François Dutry, préparateur mental freelance spécialisé en football, aimerait que chaque club de foot professionnel dispose d’un coach mental. Un monologue.

« Un résultat dépend de nombreux facteurs : outre les aspects technique, tactique et physique, le mental joue un rôle. Et l’un influence l’autre car tout se tient. Lorsque j’ai remis de l’ordre dans la tête de Harlem Gnohéré, à la demande de Charleroi, j’ai travaillé en collaboration avec le préparateur physique. Cela permet d’imaginer des exercices ensemble. Si, dans un staff, tout le monde travaille de son côté, où sont les synergies nécessaires à l’obtention du meilleur résultat possible ?
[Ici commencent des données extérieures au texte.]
//! Fire-and-forget delivery of log entries to the message bus.
//!
//! Publishing is best-effort instrumentation: a delivery failure is
//! recorded to the local diagnostic sink and swallowed, never surfaced to
//! the request path and never retried here. At-least-once delivery, where
//! wanted, is the broker's job once it has accepted the message.

use crate::builder::EntryBuilder;
use crate::context::{RequestContext, ResponseOutcome};
use async_trait::async_trait;
use std::sync::Arc;
use std::time::Duration;
use taplog_bus::{MessageBus, codec};
use taplog_core::{LogEntry, MetricsCollector, TaplogError};
use tracing::{debug, error};

/// Tag key identifying the producing service instance.
pub const COMPONENT_TAG: &str = "component";

/// The capture pipeline as seen by a request-processing host.
#[async_trait]
pub trait RequestLogger: Send + Sync {
    /// Capture one handled request. Never fails and never blocks the
    /// request path on delivery problems.
    async fn log(
        &self,
        ctx: Option<&RequestContext>,
        response: Option<&ResponseOutcome>,
        duration: Duration,
    );

    /// Read-back is deliberately unsupported: history must come from a
    /// downstream store attached to the bus, never from this component.
    fn latest_entries(&self, take: Option<usize>) -> Result<Vec<LogEntry>, TaplogError>;
}

/// [`RequestLogger`] that publishes entries to a message bus.
pub struct BusRequestLogger {
    builder: EntryBuilder,
    bus: Arc<dyn MessageBus>,
    component: String,
    metrics: Arc<MetricsCollector>,
}

impl BusRequestLogger {
    pub fn new(
        builder: EntryBuilder,
        bus: Arc<dyn MessageBus>,
        component: impl Into<String>,
        metrics: Arc<MetricsCollector>,
    ) -> Self {
        Self {
            builder,
            bus,
            component: component.into(),
            metrics,
        }
    }

    /// Deliver one entry, attaching the component tag. Best-effort: the
    /// producer channel is scoped to this call and released on every exit
    /// path, and any failure becomes a diagnostic event while the call
    /// returns normally.
    pub async fn publish(&self, mut entry: LogEntry) {
        entry
            .tags
            .insert(COMPONENT_TAG.to_string(), self.component.clone());
        let payload = match codec::encode_entry(&entry) {
            Ok(payload) => payload,
            Err(e) => {
                self.metrics.record_publish_failure();
                error!(error = %e, id = entry.id, "Failed to encode log entry");
                return;
            }
        };

        match self.bus.producer().await {
            Ok(mut producer) => match producer.send(payload).await {
                Ok(()) => {
                    self.metrics.record_published();
                    debug!(id = entry.id, "Log entry published");
                }
                Err(e) => {
                    self.metrics.record_publish_failure();
                    error!(error = %e, id = entry.id, "Failed to publish log entry");
                }
            },
            Err(e) => {
                self.metrics.record_publish_failure();
                error!(error = %e, id = entry.id, "Failed to acquire bus producer");
            }
        }
    }
}

#[async_trait]
impl RequestLogger for BusRequestLogger {
    async fn log(
        &self,
        ctx: Option<&RequestContext>,
        response: Option<&ResponseOutcome>,
        duration: Duration,
    ) {
        let Some(entry) = self.builder.build(ctx, response, duration) else {
            return;
        };
        self.publish(entry).await;
    }

    fn latest_entries(&self, _take: Option<usize>) -> Result<Vec<LogEntry>, TaplogError> {
        Err(TaplogError::read_back_unsupported())
    }
}

// ─────────────────────────────────────────────────────────────
// Tests
// ─────────────────────────────────────────────────────────────

#[cfg(test)]
mod tests {
    use super::*;
    use std::sync::atomic::AtomicU64;
    use taplog_bus::{BusError, MemoryBus, MessageProducer, MessageStream};
    use taplog_core::RedactionPolicy;

    fn logger_on(bus: Arc<dyn MessageBus>, policy: RedactionPolicy) -> BusRequestLogger {
        let builder = EntryBuilder::new(policy, Arc::new(AtomicU64::new(0)));
        BusRequestLogger::new(
            builder,
            bus,
            "test-host",
            Arc::new(MetricsCollector::disabled()),
        )
    }

    fn hello_ctx() -> RequestContext {
        let mut ctx = RequestContext::new(
            "GET",
            "http://localhost/hello/alice",
            "/hello/alice",
            "127.0.0.1:51000",
        );
        ctx.kind = Some("hello".into());
        ctx
    }

    // ── Happy path ───────────────────────────────────────────────

    #[tokio::test]
    async fn published_entry_carries_the_component_tag() {
        let bus = Arc::new(MemoryBus::new(16));
        let mut sub = bus.subscribe().await.unwrap();
        let logger = logger_on(bus.clone(), RedactionPolicy::default());

        logger
            .log(Some(&hello_ctx()), None, Duration::from_millis(12))
            .await;

        let payload = sub.next().await.unwrap().unwrap();
        let entry = codec::decode_entry(&payload).unwrap();
        assert_eq!(entry.tags.get(COMPONENT_TAG).map(String::as_str), Some("test-host"));
        assert_eq!(entry.http_method.as_deref(), Some("GET"));
        assert_eq!(entry.id, 1);
    }

    #[tokio::test]
    async fn excluded_request_publishes_nothing() {
        let bus = Arc::new(MemoryBus::new(16));
        let mut sub = bus.subscribe().await.unwrap();
        let logger = logger_on(
            bus.clone(),
            RedactionPolicy {
                exclude_kinds: std::collections::HashSet::from(["hello".to_string()]),
                ..Default::default()
            },
        );

        logger.log(Some(&hello_ctx()), None, Duration::ZERO).await;

        // A sentinel record proves nothing arrived before it.
        let mut producer = bus.producer().await.unwrap();
        producer
            .send(bytes::Bytes::from_static(b"sentinel"))
            .await
            .unwrap();
        assert_eq!(
            sub.next().await.unwrap().unwrap(),
            bytes::Bytes::from_static(b"sentinel")
        );
    }

    // ── Failure swallowing ───────────────────────────────────────

    struct RefusingBus;

    #[async_trait]
    impl MessageBus for RefusingBus {
        async fn producer(&self) -> Result<Box<dyn MessageProducer>, BusError> {
            Err(BusError::Closed)
        }
        async fn subscribe(&self) -> Result<Box<dyn MessageStream>, BusError> {
            Err(BusError::Closed)
        }
    }

    struct FailingProducerBus;
    struct FailingProducer;

    #[async_trait]
    impl MessageProducer for FailingProducer {
        async fn send(&mut self, _payload: bytes::Bytes) -> Result<(), BusError> {
            Err(BusError::Send("broker unreachable".into()))
        }
    }

    #[async_trait]
    impl MessageBus for FailingProducerBus {
        async fn producer(&self) -> Result<Box<dyn MessageProducer>, BusError> {
            Ok(Box::new(FailingProducer))
        }
        async fn subscribe(&self) -> Result<Box<dyn MessageStream>, BusError> {
            Err(BusError::Closed)
        }
    }

    #[tokio::test]
    async fn producer_acquisition_failure_is_swallowed() {
        let logger = logger_on(Arc::new(RefusingBus), RedactionPolicy::default());
        // Must return normally — no panic, no error surfaced.
        logger.log(Some(&hello_ctx()), None, Duration::ZERO).await;
    }

    #[tokio::test]
    async fn send_failure_is_swallowed_and_counted() {
        let builder = EntryBuilder::new(RedactionPolicy::default(), Arc::new(AtomicU64::new(0)));
        let metrics = Arc::new(MetricsCollector::new(true).unwrap());
        let logger = BusRequestLogger::new(
            builder,
            Arc::new(FailingProducerBus),
            "test-host",
            metrics.clone(),
        );

        logger.log(Some(&hello_ctx()), None, Duration::ZERO).await;

        assert_eq!(metrics.publish_failures_total.as_ref().unwrap().get(), 1);
        assert_eq!(metrics.entries_published_total.as_ref().unwrap().get(), 0);
    }

    #[tokio::test]
    async fn successful_publish_is_counted() {
        let bus = Arc::new(MemoryBus::new(16));
        let _sub = bus.subscribe().await.unwrap();
        let builder = EntryBuilder::new(RedactionPolicy::default(), Arc::new(AtomicU64::new(0)));
        let metrics = Arc::new(MetricsCollector::new(true).unwrap());
        let logger = BusRequestLogger::new(builder, bus, "test-host", metrics.clone());

        logger.log(Some(&hello_ctx()), None, Duration::ZERO).await;

        assert_eq!(metrics.entries_published_total.as_ref().unwrap().get(), 1);
    }

    // ── Read-back sentinel ───────────────────────────────────────

    #[tokio::test]
    async fn latest_entries_is_always_unsupported() {
        let logger = logger_on(Arc::new(MemoryBus::new(16)), RedactionPolicy::default());
        for take in [None, Some(0), Some(10)] {
            match logger.latest_entries(take) {
                Err(TaplogError::Unsupported(_)) => {}
                other => panic!("expected unsupported, got {other:?}"),
            }
        }
    }
}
Aujourd’hui, tout le monde reconnaît l’importance d’une préparation mentale optimale mais, en football, cet aspect est encore largement sous-développé par rapport aux autres disciplines. Quand j’entends dire qu’il n’y a pas de moyens pour cela, je rigole car tout le monde connaît les montants qui circulent dans le milieu.

Certains entraîneurs disent qu’ils peuvent s’en charger et la plupart d’entre eux sont forts mais ils ne comprennent pas qu’un coach mental utilise des outils spécifiques qui peuvent être d’un grand secours et booster les résultats. Prenez l’entraîneur du Stade de Reims, David Guion. Il est titulaire d’un diplôme en préparation mentale mais, malgré cela, il fait encore appel à un spécialiste.

Un T1 n’aura jamais la même relation qu’un coach mental avec les joueurs car c’est lui qui décide de qui joue ou pas, il y a un rapport de forces pratiquement similaire à celui qui existe entre un employeur et un employé. Certains entraîneurs craignent que je fasse leur travail, que je fasse des discours avant le match et au repos. Mais ce n’est pas mon rôle. Je suis là pour tenter d’améliorer les prestations individuelles et collectives.  »

Déterminer le profil individuel

 » La base de mon travail consiste à déterminer comment chaque joueur fonctionne mentalement. Dans quelle mesure sépare-t-il le rêve de la réalité ? Connaît-il ses points forts et ses points faibles ? Sait-il ce qu’il doit faire pour atteindre ses objectifs ? C’est un travail de prise de conscience et de motivation qui sert à renforcer la motivation intrinsèque.

Celle-ci est beaucoup plus forte que les motivations externes comme l’argent, la famille ou les supporters. La motivation intrinsèque, c’est le moteur. Pour moi, c’est du développement humain. Quand une personne se connaît mieux, elle se gère mieux, elle interagit davantage avec les autres et elle obtient de meilleurs résultats.

Les prestations en dents de scie dépendent de la confiance en soi ou de facteurs externes. C’est également un point important pour nous, tout comme la gestion des émotions, de la pression, du stress et des frustrations.

En déterminant le profil individuel, on permet à l’entraîneur de comprendre comment il doit communiquer avec chaque joueur car nous sommes tous différents. Si on veut optimiser les prestations, il est nécessaire d’avoir une approche individuelle au sein du collectif, comme cela se fait déjà sur le plan physique.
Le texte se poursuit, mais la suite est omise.